§ PROBLEM REQUIREMENTS
Transcribe verbatim every line from the line containing "use super::*;" to the end of the entries, including both endpoints. Output nothing beyond those lines.
MATERIAL PROVIDED below:
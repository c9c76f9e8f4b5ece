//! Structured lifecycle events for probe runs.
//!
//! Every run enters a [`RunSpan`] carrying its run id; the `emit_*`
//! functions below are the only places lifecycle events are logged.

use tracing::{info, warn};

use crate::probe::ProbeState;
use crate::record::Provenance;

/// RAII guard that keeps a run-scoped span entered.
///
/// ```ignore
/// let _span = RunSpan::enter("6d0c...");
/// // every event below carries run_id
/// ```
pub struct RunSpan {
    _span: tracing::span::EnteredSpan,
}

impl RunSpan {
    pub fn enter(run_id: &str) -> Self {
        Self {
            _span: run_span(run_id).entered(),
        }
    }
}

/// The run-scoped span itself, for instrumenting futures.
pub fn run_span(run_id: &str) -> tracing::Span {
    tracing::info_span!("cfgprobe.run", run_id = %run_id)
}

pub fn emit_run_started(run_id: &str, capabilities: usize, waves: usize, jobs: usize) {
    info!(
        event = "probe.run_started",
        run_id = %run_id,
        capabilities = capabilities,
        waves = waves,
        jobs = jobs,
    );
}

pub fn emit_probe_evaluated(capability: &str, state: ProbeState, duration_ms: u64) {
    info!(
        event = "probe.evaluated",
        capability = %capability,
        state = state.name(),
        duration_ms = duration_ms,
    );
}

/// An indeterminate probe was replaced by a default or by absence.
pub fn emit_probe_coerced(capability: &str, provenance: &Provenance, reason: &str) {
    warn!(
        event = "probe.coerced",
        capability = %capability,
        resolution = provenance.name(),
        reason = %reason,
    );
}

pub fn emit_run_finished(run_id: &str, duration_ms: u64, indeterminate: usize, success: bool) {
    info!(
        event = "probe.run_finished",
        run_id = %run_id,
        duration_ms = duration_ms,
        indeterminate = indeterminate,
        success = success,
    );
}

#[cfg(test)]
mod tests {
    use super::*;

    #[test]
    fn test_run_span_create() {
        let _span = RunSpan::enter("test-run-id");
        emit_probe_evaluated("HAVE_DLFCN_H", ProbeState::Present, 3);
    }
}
End of MATERIAL PROVIDED.
§ WRITTEN REPLY
    use super::*;

    #[test]
    fn test_run_span_create() {
        let _span = RunSpan::enter("test-run-id");
        emit_probe_evaluated("HAVE_DLFCN_H", ProbeState::Present, 3);
    }
}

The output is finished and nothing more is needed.